What you have to do -> Find the word "powf" in the records and copy every line where it occurs.
----
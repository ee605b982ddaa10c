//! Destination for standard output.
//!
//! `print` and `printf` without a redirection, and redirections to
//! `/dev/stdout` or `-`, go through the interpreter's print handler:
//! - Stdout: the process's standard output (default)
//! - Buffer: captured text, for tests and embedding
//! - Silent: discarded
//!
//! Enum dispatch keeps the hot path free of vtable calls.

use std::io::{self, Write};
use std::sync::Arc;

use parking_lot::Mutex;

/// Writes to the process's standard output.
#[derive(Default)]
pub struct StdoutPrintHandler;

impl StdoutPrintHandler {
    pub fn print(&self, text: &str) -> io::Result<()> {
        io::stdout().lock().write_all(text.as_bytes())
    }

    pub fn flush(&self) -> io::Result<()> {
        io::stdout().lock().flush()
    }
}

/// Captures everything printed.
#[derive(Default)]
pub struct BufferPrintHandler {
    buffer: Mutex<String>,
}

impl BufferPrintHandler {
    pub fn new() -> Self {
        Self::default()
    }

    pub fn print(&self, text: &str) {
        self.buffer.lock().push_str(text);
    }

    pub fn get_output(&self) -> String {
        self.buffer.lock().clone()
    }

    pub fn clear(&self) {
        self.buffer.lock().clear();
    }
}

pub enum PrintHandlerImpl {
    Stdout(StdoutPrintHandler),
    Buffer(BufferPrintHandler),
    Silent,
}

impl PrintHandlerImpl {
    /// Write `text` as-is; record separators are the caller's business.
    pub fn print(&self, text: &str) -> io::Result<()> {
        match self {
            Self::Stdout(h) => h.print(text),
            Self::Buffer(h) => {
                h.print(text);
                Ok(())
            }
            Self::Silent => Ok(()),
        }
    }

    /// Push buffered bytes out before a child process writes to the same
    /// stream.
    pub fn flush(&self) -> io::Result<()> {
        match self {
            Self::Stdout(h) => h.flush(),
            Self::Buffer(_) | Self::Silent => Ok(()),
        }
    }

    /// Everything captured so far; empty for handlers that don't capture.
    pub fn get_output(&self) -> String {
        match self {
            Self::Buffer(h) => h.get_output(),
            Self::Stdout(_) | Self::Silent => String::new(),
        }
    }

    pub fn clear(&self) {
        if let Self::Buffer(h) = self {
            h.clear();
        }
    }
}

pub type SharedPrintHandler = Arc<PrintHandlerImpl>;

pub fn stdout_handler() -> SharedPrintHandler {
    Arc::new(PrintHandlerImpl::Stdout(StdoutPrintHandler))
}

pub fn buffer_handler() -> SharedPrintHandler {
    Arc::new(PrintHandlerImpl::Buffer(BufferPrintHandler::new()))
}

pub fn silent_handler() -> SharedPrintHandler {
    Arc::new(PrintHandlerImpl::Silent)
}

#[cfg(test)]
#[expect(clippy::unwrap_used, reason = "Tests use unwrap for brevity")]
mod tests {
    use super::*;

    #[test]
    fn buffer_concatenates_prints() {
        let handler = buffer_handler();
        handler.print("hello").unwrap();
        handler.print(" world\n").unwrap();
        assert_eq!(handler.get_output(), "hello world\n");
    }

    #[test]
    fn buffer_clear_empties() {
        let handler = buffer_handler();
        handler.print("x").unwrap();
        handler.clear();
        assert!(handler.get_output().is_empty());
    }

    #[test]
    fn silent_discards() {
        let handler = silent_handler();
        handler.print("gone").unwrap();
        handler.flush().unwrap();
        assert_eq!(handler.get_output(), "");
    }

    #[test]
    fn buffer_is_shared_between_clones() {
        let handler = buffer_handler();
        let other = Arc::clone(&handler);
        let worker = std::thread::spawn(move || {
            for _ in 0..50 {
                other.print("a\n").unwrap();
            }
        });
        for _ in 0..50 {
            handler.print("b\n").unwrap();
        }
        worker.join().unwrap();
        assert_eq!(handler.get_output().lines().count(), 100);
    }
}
----
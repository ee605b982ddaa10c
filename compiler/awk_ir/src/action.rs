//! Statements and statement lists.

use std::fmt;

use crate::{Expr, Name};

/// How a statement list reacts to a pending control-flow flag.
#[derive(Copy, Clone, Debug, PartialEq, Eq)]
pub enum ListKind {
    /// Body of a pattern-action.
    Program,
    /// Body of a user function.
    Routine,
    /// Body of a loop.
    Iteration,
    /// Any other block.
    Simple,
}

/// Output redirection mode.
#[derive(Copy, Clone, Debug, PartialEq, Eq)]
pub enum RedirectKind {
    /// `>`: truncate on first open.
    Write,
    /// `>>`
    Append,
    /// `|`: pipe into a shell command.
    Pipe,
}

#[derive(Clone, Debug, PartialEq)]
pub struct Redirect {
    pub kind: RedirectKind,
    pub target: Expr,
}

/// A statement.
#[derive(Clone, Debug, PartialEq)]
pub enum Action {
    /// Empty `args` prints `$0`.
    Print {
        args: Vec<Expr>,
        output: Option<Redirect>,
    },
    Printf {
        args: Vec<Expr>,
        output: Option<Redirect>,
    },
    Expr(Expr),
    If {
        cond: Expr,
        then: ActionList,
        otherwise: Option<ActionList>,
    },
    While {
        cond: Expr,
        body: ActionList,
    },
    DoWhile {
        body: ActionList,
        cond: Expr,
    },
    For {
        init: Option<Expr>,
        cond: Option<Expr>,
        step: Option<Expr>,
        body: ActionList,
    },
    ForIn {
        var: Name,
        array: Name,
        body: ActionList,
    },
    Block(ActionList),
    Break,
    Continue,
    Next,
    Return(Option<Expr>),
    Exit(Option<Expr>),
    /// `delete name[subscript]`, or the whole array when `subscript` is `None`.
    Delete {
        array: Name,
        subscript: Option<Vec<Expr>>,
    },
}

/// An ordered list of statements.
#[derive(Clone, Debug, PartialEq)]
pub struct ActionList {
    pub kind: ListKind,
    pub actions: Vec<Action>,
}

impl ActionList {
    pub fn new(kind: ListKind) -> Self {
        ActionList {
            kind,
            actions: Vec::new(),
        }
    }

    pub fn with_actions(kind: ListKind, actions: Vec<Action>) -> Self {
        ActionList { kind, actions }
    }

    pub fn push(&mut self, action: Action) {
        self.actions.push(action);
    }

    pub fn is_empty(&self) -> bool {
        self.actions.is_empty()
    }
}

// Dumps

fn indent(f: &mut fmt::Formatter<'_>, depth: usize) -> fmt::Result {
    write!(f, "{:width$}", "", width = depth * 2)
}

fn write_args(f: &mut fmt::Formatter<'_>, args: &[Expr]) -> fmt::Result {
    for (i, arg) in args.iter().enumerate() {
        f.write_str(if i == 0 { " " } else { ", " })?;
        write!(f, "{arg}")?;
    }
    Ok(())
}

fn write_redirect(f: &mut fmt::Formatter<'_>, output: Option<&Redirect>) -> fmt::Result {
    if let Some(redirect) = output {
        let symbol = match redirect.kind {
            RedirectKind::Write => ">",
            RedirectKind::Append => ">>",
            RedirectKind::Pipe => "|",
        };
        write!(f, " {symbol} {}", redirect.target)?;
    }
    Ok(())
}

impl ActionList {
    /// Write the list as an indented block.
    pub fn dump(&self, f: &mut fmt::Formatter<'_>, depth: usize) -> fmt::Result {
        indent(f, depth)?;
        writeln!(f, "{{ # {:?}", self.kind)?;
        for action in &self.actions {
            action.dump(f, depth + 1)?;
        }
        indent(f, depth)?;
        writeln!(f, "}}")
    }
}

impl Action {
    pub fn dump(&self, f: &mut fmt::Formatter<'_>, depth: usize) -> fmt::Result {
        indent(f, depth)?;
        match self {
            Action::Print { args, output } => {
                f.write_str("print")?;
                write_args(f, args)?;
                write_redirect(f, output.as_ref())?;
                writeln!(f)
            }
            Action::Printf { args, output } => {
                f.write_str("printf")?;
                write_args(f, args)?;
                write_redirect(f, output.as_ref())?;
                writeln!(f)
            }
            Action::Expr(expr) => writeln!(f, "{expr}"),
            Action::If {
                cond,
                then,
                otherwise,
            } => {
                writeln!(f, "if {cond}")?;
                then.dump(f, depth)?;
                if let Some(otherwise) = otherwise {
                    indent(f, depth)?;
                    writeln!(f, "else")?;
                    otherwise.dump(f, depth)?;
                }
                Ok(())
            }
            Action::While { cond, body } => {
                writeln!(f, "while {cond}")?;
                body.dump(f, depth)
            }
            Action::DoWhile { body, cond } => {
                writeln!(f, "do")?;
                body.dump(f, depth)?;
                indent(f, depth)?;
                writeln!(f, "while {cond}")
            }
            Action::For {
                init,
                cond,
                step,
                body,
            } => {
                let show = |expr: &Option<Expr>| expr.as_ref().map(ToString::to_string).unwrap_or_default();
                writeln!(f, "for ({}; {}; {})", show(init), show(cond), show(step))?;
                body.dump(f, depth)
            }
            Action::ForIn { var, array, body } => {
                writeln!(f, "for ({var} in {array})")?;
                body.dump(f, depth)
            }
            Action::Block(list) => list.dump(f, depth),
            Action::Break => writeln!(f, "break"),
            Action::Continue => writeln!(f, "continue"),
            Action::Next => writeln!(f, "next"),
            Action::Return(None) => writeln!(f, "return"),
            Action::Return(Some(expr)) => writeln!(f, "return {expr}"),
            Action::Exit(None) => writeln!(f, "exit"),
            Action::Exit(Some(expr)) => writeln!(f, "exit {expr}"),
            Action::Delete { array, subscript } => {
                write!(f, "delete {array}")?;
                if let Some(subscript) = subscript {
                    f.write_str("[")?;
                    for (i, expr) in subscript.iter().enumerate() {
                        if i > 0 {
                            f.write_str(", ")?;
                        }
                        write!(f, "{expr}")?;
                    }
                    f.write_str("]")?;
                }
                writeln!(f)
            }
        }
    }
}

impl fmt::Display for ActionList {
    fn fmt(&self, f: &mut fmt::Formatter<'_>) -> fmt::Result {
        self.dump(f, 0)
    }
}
----
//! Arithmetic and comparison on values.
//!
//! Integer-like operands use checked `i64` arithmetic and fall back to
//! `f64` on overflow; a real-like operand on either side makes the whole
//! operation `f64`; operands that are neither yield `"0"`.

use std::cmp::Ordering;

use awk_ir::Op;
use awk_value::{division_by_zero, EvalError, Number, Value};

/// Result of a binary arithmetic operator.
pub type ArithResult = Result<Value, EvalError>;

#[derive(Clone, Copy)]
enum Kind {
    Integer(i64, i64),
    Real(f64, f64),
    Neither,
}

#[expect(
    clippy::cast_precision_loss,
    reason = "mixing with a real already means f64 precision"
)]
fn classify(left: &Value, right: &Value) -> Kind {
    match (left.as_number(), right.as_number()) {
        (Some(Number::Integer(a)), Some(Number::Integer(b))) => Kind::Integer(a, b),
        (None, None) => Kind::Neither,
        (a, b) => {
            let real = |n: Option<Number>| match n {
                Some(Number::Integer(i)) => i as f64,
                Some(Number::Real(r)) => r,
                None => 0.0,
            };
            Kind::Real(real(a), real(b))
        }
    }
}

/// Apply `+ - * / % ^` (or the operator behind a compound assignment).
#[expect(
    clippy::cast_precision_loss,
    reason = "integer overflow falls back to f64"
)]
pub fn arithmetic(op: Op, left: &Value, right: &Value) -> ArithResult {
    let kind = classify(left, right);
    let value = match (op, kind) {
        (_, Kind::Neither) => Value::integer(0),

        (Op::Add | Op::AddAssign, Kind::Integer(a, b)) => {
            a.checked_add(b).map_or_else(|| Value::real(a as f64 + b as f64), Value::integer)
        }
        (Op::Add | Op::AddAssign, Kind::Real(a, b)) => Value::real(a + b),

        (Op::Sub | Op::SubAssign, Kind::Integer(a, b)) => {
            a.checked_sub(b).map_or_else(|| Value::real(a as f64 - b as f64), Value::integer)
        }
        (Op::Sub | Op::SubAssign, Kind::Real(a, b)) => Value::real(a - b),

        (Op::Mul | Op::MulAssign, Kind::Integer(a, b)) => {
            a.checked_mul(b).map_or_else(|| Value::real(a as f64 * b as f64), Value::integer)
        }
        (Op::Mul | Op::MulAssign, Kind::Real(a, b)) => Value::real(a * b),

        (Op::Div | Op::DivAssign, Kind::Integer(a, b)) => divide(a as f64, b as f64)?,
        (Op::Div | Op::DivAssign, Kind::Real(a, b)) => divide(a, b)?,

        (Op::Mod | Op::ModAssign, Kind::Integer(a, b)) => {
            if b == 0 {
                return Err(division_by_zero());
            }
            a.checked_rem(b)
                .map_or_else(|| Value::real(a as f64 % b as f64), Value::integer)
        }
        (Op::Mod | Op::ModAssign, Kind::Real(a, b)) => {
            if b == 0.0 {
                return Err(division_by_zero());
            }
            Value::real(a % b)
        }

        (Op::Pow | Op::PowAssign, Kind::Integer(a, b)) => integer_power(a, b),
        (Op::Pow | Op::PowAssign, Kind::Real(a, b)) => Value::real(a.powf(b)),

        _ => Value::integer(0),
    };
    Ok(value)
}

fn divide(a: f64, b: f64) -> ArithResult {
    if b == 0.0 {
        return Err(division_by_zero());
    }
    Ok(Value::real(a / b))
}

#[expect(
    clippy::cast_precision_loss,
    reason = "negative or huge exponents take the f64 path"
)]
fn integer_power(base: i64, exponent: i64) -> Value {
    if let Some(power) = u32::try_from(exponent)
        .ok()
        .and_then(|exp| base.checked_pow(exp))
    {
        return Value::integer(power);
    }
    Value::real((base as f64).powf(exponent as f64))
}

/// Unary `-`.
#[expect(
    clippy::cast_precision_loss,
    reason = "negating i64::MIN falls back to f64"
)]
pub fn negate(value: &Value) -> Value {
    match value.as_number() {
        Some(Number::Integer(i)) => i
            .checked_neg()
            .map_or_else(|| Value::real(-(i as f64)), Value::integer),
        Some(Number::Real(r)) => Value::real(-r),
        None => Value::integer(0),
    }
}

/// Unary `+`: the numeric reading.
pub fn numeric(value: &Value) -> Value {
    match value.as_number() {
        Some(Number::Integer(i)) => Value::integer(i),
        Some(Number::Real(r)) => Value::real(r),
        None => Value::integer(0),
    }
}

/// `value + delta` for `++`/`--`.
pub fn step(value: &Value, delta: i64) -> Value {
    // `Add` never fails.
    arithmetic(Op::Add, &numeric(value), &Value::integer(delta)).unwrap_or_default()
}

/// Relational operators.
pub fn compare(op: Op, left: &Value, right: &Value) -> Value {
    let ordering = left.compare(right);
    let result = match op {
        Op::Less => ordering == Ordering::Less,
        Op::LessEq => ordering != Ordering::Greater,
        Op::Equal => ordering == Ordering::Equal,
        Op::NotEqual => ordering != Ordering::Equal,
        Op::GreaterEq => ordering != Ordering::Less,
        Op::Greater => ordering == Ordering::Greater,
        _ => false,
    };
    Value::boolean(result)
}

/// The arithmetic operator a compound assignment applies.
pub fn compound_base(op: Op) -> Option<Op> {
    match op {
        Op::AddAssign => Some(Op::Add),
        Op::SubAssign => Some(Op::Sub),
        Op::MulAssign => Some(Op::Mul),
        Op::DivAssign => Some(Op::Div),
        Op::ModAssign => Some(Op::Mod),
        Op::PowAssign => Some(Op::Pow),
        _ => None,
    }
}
----
Answer section ->
        (Op::Pow | Op::PowAssign, Kind::Real(a, b)) => Value::real(a.powf(b)),
    Value::real((base as f64).powf(exponent as f64))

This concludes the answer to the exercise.